- [Assignment]:
Copy each line containing "Result" from the listing below.

BEGIN The records

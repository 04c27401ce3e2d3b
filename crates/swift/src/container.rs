//! Container operations
//!
//! Listings come in two shapes: plain-text name-per-line, and `format=json`
//! with counts and sizes. The `*_all` variants paginate with `marker` until
//! a short page arrives.

use reqwest::Method;

use sc_core::{
    container_error_map, Container, ContainersOpts, Headers, Result, DEFAULT_LISTING_LIMIT,
};

use crate::connection::{Connection, RequestOpts};

impl Connection {
    /// Names of the containers in this account
    pub async fn container_names(&self, opts: Option<&ContainersOpts>) -> Result<Vec<String>> {
        let (parameters, headers) = parse_opts(opts);
        let resp = self
            .call(RequestOpts {
                operation: Method::GET,
                parameters,
                headers,
                error_map: Some(container_error_map),
                ..Default::default()
            })
            .await?;
        resp.body.lines().await
    }

    /// Containers in this account with their object counts and sizes
    pub async fn containers(&self, opts: Option<&ContainersOpts>) -> Result<Vec<Container>> {
        let (mut parameters, headers) = parse_opts(opts);
        parameters.push(("format".to_string(), "json".to_string()));
        let resp = self
            .call(RequestOpts {
                operation: Method::GET,
                parameters,
                headers,
                error_map: Some(container_error_map),
                ..Default::default()
            })
            .await?;
        resp.body.json().await
    }

    /// All containers, following markers past the listing limit
    pub async fn containers_all(&self, opts: Option<&ContainersOpts>) -> Result<Vec<Container>> {
        let mut opts = all_opts(opts);
        let limit = opts.limit.unwrap_or(DEFAULT_LISTING_LIMIT);
        let mut containers: Vec<Container> = Vec::new();
        loop {
            let page = self.containers(Some(&opts)).await?;
            let short = (page.len() as u32) < limit;
            containers.extend(page);
            if short {
                break;
            }
            opts.marker = containers.last().map(|c| c.name.clone());
        }
        Ok(containers)
    }

    /// All container names, following markers past the listing limit
    pub async fn container_names_all(
        &self,
        opts: Option<&ContainersOpts>,
    ) -> Result<Vec<String>> {
        let mut opts = all_opts(opts);
        let limit = opts.limit.unwrap_or(DEFAULT_LISTING_LIMIT);
        let mut names: Vec<String> = Vec::new();
        loop {
            let page = self.container_names(Some(&opts)).await?;
            let short = (page.len() as u32) < limit;
            names.extend(page);
            if short {
                break;
            }
            opts.marker = names.last().cloned();
        }
        Ok(names)
    }

    /// Info about a single container, with its headers
    pub async fn container(&self, container: &str) -> Result<(Container, Headers)> {
        let resp = self
            .call(RequestOpts {
                container: Some(container),
                operation: Method::HEAD,
                error_map: Some(container_error_map),
                no_response: true,
                ..Default::default()
            })
            .await?;
        let info = Container {
            name: container.to_string(),
            bytes: resp.headers.get_i64("X-Container-Bytes-Used")?,
            count: resp.headers.get_i64("X-Container-Object-Count")?,
        };
        Ok((info, resp.headers))
    }

    /// Create the container
    ///
    /// No error if it already exists, but any metadata in `headers` is
    /// applied to it.
    pub async fn container_create(&self, container: &str, headers: Option<Headers>) -> Result<()> {
        self.call(RequestOpts {
            container: Some(container),
            operation: Method::PUT,
            headers,
            error_map: Some(container_error_map),
            no_response: true,
            ..Default::default()
        })
        .await?;
        Ok(())
    }

    /// Delete the container
    ///
    /// May return `ContainerNotFound` or `ContainerNotEmpty`.
    pub async fn container_delete(&self, container: &str) -> Result<()> {
        self.call(RequestOpts {
            container: Some(container),
            operation: Method::DELETE,
            error_map: Some(container_error_map),
            no_response: true,
            ..Default::default()
        })
        .await?;
        Ok(())
    }

    /// Add, replace or remove container metadata
    ///
    /// The POST replaces the entire metadata set.
    pub async fn container_update(&self, container: &str, headers: Headers) -> Result<()> {
        self.call(RequestOpts {
            container: Some(container),
            operation: Method::POST,
            headers: Some(headers),
            error_map: Some(container_error_map),
            no_response: true,
            ..Default::default()
        })
        .await?;
        Ok(())
    }
}

fn parse_opts(opts: Option<&ContainersOpts>) -> (Vec<(String, String)>, Option<Headers>) {
    match opts {
        Some(opts) => (opts.parse(), opts.headers.clone()),
        None => (Vec::new(), None),
    }
}

/// Copy the options for pagination: apply the default limit, clear the marker
fn all_opts(opts: Option<&ContainersOpts>) -> ContainersOpts {
    let mut opts = opts.cloned().unwrap_or_default();
    if opts.limit.unwrap_or(0) == 0 {
        opts.limit = Some(DEFAULT_LISTING_LIMIT);
    }
    opts.marker = None;
    opts
}

#[cfg(test)]
mod tests {
    use super::*;

    #[test]
    fn test_all_opts_defaults() {
        let opts = all_opts(None);
        assert_eq!(opts.limit, Some(DEFAULT_LISTING_LIMIT));
        assert!(opts.marker.is_none());
    }

    #[test]
    fn test_all_opts_keeps_caller_limit_and_clears_marker() {
        let caller = ContainersOpts {
            limit: Some(25),
            marker: Some("leftover".to_string()),
            ..Default::default()
        };
        let opts = all_opts(Some(&caller));
        assert_eq!(opts.limit, Some(25));
        assert!(opts.marker.is_none());
    }
}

END The records

- [Answer to this problem]:
    container_error_map, Container, ContainersOpts, Headers, Result, DEFAULT_LISTING_LIMIT,
    pub async fn container_names(&self, opts: Option<&ContainersOpts>) -> Result<Vec<String>> {
    pub async fn containers(&self, opts: Option<&ContainersOpts>) -> Result<Vec<Container>> {
    pub async fn containers_all(&self, opts: Option<&ContainersOpts>) -> Result<Vec<Container>> {
    ) -> Result<Vec<String>> {
    pub async fn container(&self, container: &str) -> Result<(Container, Headers)> {
    pub async fn container_create(&self, container: &str, headers: Option<Headers>) -> Result<()> {
    pub async fn container_delete(&self, container: &str) -> Result<()> {
    pub async fn container_update(&self, container: &str, headers: Headers) -> Result<()> {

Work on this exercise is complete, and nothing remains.